• Task statement: Check each line of the material below for "tokens" and copy those where it appears.

• Data to examine:

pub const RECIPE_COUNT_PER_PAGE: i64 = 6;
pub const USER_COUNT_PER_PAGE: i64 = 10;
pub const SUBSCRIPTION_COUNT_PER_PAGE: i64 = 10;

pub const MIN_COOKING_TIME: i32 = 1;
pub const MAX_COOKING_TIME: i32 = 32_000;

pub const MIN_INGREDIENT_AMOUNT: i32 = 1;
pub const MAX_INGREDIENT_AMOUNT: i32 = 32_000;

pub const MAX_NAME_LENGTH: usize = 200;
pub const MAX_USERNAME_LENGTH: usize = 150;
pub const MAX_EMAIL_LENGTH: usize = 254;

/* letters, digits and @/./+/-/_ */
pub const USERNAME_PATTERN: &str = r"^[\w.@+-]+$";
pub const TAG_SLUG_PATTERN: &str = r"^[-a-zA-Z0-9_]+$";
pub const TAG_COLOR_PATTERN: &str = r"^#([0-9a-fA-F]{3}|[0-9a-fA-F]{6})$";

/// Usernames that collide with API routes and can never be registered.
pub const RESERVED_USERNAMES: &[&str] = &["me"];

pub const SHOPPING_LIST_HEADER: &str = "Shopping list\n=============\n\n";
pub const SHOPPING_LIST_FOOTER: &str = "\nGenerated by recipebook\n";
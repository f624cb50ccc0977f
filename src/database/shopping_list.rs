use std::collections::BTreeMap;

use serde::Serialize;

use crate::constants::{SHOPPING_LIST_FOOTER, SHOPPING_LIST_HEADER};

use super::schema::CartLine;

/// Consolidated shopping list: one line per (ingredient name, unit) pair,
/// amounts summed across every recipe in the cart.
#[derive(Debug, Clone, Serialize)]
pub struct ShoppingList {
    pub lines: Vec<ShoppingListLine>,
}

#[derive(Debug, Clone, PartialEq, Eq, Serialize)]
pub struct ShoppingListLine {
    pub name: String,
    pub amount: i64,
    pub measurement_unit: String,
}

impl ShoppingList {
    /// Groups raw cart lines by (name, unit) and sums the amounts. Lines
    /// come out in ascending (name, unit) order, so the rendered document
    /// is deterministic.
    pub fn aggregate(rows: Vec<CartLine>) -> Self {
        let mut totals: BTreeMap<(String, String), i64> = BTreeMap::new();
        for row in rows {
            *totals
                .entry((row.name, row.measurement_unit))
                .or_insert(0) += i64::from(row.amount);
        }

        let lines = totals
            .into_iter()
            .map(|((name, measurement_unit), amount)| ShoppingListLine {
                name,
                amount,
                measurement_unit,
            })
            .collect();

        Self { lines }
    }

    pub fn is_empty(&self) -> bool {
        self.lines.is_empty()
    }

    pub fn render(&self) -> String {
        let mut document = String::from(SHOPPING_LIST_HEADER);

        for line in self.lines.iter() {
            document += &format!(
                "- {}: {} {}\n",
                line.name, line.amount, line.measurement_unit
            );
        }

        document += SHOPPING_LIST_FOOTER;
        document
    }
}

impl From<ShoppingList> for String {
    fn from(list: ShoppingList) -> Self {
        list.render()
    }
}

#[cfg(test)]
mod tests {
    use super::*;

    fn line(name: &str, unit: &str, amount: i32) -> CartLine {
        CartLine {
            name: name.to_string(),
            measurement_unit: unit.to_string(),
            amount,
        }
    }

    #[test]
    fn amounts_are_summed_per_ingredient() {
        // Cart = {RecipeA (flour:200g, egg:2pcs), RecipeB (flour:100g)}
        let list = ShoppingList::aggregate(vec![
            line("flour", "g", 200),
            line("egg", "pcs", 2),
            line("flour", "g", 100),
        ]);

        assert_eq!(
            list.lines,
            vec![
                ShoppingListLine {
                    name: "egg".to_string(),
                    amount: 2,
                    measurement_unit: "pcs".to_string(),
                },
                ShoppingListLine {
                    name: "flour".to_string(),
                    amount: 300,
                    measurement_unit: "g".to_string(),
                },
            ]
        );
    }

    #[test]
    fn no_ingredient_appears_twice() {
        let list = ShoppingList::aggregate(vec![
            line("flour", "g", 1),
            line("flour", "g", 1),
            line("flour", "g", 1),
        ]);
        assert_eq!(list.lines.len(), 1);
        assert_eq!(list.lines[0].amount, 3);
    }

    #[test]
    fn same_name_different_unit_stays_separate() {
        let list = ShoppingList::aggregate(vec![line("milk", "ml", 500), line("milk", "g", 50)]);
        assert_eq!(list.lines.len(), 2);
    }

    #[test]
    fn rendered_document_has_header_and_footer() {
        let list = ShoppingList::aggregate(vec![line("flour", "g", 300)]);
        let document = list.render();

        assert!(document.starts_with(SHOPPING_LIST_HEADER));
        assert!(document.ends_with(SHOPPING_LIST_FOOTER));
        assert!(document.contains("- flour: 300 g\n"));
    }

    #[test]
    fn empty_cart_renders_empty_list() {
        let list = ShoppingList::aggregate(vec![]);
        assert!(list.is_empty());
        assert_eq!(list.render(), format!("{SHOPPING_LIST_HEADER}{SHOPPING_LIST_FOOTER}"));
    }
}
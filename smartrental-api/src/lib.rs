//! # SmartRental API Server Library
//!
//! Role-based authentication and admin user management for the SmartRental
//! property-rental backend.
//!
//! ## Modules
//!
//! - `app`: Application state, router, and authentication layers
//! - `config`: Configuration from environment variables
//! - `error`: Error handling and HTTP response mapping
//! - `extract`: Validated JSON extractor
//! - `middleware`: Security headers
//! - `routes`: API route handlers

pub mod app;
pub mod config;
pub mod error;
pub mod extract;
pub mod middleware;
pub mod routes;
---
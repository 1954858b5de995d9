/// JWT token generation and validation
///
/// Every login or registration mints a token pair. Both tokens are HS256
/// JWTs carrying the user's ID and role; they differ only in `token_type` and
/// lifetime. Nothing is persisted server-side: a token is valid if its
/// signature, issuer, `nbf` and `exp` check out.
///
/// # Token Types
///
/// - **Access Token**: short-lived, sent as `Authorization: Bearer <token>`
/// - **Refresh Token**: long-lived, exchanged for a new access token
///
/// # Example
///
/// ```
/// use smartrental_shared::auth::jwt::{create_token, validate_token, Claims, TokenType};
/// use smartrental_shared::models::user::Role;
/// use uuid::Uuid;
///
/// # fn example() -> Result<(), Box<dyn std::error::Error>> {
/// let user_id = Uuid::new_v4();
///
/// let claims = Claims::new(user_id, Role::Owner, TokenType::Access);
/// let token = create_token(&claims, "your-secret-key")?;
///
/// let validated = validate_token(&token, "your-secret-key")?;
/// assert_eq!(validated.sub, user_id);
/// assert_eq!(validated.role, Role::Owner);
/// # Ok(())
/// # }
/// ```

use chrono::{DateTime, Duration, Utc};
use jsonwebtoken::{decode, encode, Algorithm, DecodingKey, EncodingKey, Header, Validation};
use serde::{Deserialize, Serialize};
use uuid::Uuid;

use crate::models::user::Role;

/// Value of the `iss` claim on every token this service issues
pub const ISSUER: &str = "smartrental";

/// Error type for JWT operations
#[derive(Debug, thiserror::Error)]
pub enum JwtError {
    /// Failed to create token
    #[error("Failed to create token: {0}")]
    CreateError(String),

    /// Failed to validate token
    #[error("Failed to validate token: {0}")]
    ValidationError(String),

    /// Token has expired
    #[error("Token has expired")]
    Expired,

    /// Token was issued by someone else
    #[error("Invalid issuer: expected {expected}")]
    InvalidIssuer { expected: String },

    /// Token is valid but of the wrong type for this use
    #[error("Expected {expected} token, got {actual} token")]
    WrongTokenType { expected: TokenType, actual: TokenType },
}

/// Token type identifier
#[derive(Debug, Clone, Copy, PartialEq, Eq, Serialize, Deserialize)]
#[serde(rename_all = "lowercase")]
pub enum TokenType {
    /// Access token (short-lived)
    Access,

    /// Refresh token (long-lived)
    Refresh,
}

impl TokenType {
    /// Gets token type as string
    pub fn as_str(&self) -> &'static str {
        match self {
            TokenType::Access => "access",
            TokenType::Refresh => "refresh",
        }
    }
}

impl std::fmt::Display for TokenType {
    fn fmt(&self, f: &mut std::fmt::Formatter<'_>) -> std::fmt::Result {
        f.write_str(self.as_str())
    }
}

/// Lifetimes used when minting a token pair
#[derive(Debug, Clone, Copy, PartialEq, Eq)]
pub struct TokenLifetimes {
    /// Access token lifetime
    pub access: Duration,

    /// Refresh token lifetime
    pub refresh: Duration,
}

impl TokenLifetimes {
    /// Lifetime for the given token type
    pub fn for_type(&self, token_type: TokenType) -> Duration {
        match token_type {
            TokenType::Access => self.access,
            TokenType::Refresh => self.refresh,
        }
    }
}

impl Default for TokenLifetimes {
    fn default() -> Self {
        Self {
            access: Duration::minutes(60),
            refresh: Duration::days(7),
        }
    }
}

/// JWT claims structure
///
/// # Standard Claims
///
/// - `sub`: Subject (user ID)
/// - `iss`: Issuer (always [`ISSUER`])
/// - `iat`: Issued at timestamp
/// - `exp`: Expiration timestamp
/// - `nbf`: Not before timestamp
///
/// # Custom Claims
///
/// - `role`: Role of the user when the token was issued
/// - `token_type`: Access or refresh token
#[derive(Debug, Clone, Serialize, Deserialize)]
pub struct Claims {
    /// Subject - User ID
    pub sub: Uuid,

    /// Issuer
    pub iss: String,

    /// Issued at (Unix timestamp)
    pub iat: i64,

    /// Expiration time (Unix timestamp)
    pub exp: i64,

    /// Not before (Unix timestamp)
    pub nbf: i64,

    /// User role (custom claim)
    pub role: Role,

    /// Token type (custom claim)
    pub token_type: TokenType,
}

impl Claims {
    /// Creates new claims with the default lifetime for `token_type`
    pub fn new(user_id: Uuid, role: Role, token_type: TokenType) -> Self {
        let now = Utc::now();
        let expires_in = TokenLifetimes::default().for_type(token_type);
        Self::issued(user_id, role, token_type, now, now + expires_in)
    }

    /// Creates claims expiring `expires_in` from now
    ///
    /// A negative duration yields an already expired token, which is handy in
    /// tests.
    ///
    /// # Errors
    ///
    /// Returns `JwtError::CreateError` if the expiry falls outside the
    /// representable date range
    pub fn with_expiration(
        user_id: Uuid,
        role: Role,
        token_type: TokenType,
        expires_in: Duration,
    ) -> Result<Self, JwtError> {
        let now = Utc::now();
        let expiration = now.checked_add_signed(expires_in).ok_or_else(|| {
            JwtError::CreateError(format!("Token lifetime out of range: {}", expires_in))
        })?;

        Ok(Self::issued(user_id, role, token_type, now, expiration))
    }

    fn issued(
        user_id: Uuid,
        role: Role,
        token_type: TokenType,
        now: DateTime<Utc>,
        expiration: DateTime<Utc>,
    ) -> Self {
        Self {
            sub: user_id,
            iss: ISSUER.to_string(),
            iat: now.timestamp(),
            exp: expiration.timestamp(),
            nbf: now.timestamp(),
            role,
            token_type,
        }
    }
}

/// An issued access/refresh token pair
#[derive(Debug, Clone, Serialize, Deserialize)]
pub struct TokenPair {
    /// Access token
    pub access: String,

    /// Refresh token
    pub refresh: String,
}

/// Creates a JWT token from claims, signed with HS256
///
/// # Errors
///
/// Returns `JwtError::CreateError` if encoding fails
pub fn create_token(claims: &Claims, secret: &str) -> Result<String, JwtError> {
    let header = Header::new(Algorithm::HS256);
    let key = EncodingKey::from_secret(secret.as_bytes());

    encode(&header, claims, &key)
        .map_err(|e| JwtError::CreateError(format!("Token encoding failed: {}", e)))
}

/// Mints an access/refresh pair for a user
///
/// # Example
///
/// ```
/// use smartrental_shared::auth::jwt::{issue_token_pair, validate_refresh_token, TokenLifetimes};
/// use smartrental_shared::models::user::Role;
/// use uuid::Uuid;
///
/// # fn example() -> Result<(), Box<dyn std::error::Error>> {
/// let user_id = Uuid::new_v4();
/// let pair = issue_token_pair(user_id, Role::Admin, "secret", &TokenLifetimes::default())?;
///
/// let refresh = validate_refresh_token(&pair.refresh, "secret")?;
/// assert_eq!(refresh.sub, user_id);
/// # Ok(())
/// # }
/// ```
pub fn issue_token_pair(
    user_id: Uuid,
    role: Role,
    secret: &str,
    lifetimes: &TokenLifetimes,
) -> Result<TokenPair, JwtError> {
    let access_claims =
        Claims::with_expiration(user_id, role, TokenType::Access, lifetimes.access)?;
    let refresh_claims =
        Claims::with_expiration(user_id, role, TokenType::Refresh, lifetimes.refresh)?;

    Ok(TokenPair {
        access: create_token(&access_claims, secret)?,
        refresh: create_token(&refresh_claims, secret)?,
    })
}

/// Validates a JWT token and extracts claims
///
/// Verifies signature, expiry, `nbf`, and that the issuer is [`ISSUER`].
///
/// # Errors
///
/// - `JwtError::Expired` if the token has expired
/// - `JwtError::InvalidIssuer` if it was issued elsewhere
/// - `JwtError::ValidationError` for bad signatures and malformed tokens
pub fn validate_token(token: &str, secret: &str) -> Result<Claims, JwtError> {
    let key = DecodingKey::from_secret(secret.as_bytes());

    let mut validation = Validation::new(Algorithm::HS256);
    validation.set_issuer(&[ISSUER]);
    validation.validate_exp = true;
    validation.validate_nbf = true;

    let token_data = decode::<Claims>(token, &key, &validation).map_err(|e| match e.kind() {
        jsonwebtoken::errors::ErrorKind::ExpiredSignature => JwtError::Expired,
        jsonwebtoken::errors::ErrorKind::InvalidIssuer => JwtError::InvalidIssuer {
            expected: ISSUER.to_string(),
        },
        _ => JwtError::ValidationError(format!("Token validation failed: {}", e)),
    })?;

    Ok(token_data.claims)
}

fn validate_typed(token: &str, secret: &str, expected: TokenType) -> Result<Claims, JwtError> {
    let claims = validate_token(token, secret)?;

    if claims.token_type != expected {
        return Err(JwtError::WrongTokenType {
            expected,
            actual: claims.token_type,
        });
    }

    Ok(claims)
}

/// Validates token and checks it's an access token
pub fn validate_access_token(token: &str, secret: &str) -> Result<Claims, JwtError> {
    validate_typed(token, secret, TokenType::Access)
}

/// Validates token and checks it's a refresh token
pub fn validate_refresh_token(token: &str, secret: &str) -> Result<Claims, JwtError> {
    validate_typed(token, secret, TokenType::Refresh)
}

• Solution to this exercise:
/// Every login or registration mints a token pair. Both tokens are HS256
/// - `JwtError::ValidationError` for bad signatures and malformed tokens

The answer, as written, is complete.